The collective met again with administrators twice in September to discuss implementation of their demands, but the chancellor was not present. 

Black at App State mentioned its support for the Plemmons Student Union as a voting site in their statement. 

Eric Eller, a member of the Watauga County Board of Elections, wrote a letter to App State Police concerning the PSU voting site. 

Eller proposed that Black At App State would cause a dangerous campus environment for voting, quoting from their original July statement

The group wrote that they would not hesitate to contact the media to further publicize their movement and experiences of racism on campus. Eller took this excerpt to say that “Disrupting the election process would draw substantial media attention, potentially including national media attention. Such publicity could very well attract other, outside organizations whose activities may be far less “nonviolent.”

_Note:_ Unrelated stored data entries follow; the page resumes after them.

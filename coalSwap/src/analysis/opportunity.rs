//! Joins coal plants with their TCO results and picks out the plants where
//! both CO2 intensity and the gain from switching to solar are high.

use std::cmp::Ordering;
use std::collections::{HashMap, HashSet};

use serde::{Deserialize, Serialize};
use tracing::{info, warn};

use crate::config::scenario_config::AnalysisThresholds;
use crate::config::us_states::full_state_name;
use crate::error::{EmptyFilterResult, JoinMismatch, PlantIssue};
use crate::models::plant::{PlantId, PlantRecord};
use crate::models::tco::TcoResult;
use crate::utils::logging::{self, ComputeType, OperationCategory};

#[derive(Debug, Clone, PartialEq, Serialize, Deserialize)]
pub struct MergedPlant {
    #[serde(rename = "Plant_ID")]
    pub plant_id: PlantId,
    #[serde(rename = "Plant_Name")]
    pub name: String,
    #[serde(rename = "Plant_Nameplate_Capacity")]
    pub nameplate_capacity_mw: f64,
    #[serde(rename = "Cap_Factor")]
    pub capacity_factor: f64,
    #[serde(rename = "CO2EQ_2023")]
    pub annual_co2eq_tons: f64,
    #[serde(rename = "State")]
    pub state: String,
    #[serde(rename = "LAT")]
    pub latitude: f64,
    #[serde(rename = "LON")]
    pub longitude: f64,
    #[serde(rename = "Annual_MWh")]
    pub annual_generation_mwh: f64,
    #[serde(rename = "CO2_Intensity")]
    pub co2_intensity: f64,
    #[serde(rename = "PV Gain (mil$)")]
    pub pv_gain_million_usd: f64,
}

pub const MERGED_TABLE_HEADERS: [&str; 11] = [
    "Plant_ID",
    "Plant_Name",
    "Plant_Nameplate_Capacity",
    "Cap_Factor",
    "CO2EQ_2023",
    "State",
    "LAT",
    "LON",
    "Annual_MWh",
    "CO2_Intensity",
    "PV Gain (mil$)",
];

#[derive(Debug, Clone, Default)]
pub struct MergeOutcome {
    pub merged: Vec<MergedPlant>,
    pub mismatches: Vec<JoinMismatch>,
    pub issues: Vec<PlantIssue>,
}

fn required(plant: &PlantRecord, field: &str, value: Option<f64>) -> Result<f64, PlantIssue> {
    value.filter(|v| v.is_finite()).ok_or_else(|| PlantIssue::MissingValue {
        plant_id: plant.plant_id,
        field: field.to_string(),
    })
}

/// Source-side half of a merged row: the fields the join needs, with the
/// derived generation and intensity.
fn merge_row(plant: &PlantRecord, pv_gain_million_usd: f64) -> Result<MergedPlant, PlantIssue> {
    let capacity = required(plant, "nameplate_capacity_mw", plant.nameplate_capacity_mw)?;
    let capacity_factor = required(plant, "capacity_factor", plant.capacity_factor)?;
    let co2 = required(plant, "annual_co2eq_tons", plant.annual_co2eq_tons)?;
    let latitude = required(plant, "latitude", plant.latitude)?;
    let longitude = required(plant, "longitude", plant.longitude)?;

    if !(capacity_factor > 0.0) {
        return Err(PlantIssue::InvalidCapacityFactor { plant_id: plant.plant_id, value: Some(capacity_factor) });
    }
    let co2_intensity = plant.co2_intensity().ok_or(PlantIssue::ZeroGeneration {
        plant_id: plant.plant_id,
        capacity_mw: capacity,
        capacity_factor,
    })?;

    Ok(MergedPlant {
        plant_id: plant.plant_id,
        name: plant.name.clone(),
        nameplate_capacity_mw: capacity,
        capacity_factor,
        annual_co2eq_tons: co2,
        state: full_state_name(&plant.state),
        latitude,
        longitude,
        annual_generation_mwh: plant.annual_generation_mwh(),
        co2_intensity,
        pv_gain_million_usd,
    })
}

/// Inner join of coal plants and TCO rows on plant id, in source order.
/// Rows missing on either side are dropped and reported as mismatches; plants
/// whose intensity cannot be computed are reported as issues.
pub fn merge_with_tco(coal: &[PlantRecord], tco: &[TcoResult]) -> MergeOutcome {
    let _timing = logging::start_timing("merge_with_tco",
        OperationCategory::Computation { subcategory: ComputeType::Merge });

    let gains: HashMap<PlantId, f64> = tco.iter().map(|t| (t.plant_id, t.pv_gain_million_usd)).collect();
    let source_ids: HashSet<PlantId> = coal.iter().map(|p| p.plant_id).collect();

    let mut out = MergeOutcome::default();
    for plant in coal {
        let Some(&gain) = gains.get(&plant.plant_id) else {
            // Plants already set aside by the TCO run are not join mismatches.
            match merge_row(plant, f64::NAN) {
                Ok(_) => out.mismatches.push(JoinMismatch::MissingFromTco { plant_id: plant.plant_id }),
                Err(issue) => out.issues.push(issue),
            }
            continue;
        };
        match merge_row(plant, gain) {
            Ok(row) => out.merged.push(row),
            Err(issue) => out.issues.push(issue),
        }
    }
    for t in tco {
        if !source_ids.contains(&t.plant_id) {
            out.mismatches.push(JoinMismatch::MissingFromSource { plant_id: t.plant_id });
        }
    }

    if !out.mismatches.is_empty() {
        warn!(dropped = out.mismatches.len(), "plant ids did not match between source and TCO table");
    }
    for issue in &out.issues {
        warn!("{}", issue);
    }
    info!(merged = out.merged.len(), "merged coal plants with TCO results");
    out
}

/// Plants above both thresholds (strictly), highest PV gain first.
pub fn filter_opportunities(
    merged: &[MergedPlant],
    thresholds: &AnalysisThresholds,
) -> Result<Vec<MergedPlant>, EmptyFilterResult> {
    let mut selected: Vec<MergedPlant> = merged
        .iter()
        .filter(|m| {
            m.co2_intensity > thresholds.min_co2_intensity
                && m.pv_gain_million_usd > thresholds.min_pv_gain_million_usd
        })
        .cloned()
        .collect();

    if selected.is_empty() {
        return Err(EmptyFilterResult {
            min_co2_intensity: thresholds.min_co2_intensity,
            min_pv_gain_million_usd: thresholds.min_pv_gain_million_usd,
        });
    }

    selected.sort_by(|a, b| {
        b.pv_gain_million_usd
            .partial_cmp(&a.pv_gain_million_usd)
            .unwrap_or(Ordering::Equal)
    });
    Ok(selected)
}

/// Pearson correlation coefficient. `None` for fewer than two points or a
/// constant series.
pub fn pearson_correlation(xs: &[f64], ys: &[f64]) -> Option<f64> {
    let _timing = logging::start_timing("pearson_correlation",
        OperationCategory::Computation { subcategory: ComputeType::Statistics });

    let n = xs.len().min(ys.len());
    if n < 2 {
        return None;
    }
    let mean_x = xs[..n].iter().sum::<f64>() / n as f64;
    let mean_y = ys[..n].iter().sum::<f64>() / n as f64;

    let (mut cov, mut var_x, mut var_y) = (0.0, 0.0, 0.0);
    for (x, y) in xs[..n].iter().zip(&ys[..n]) {
        let dx = x - mean_x;
        let dy = y - mean_y;
        cov += dx * dy;
        var_x += dx * dx;
        var_y += dy * dy;
    }
    if var_x == 0.0 || var_y == 0.0 {
        return None;
    }
    Some(cov / (var_x.sqrt() * var_y.sqrt()))
}

/// Correlation between CO2 intensity and PV gain across merged plants.
pub fn intensity_gain_correlation(merged: &[MergedPlant]) -> Option<f64> {
    let xs: Vec<f64> = merged.iter().map(|m| m.co2_intensity).collect();
    let ys: Vec<f64> = merged.iter().map(|m| m.pv_gain_million_usd).collect();
    pearson_correlation(&xs, &ys)
}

The collective said his language “attempted to criminalize and invalidate the work that the collective has done to advocate for other students to push his political agenda.” 

The collective asked Eller to issue an immediate written apology and resign from his position as a member of the Watauga County Board of Elections.

“The Collective acknowledges that these demands are bigger than us and feel that we have an obligation to advocate for the safety of Black, Indigenous, and other students of color on campus,” Gardin said.

The Appalachian reached out to University Communications, but did not hear back in time for publication.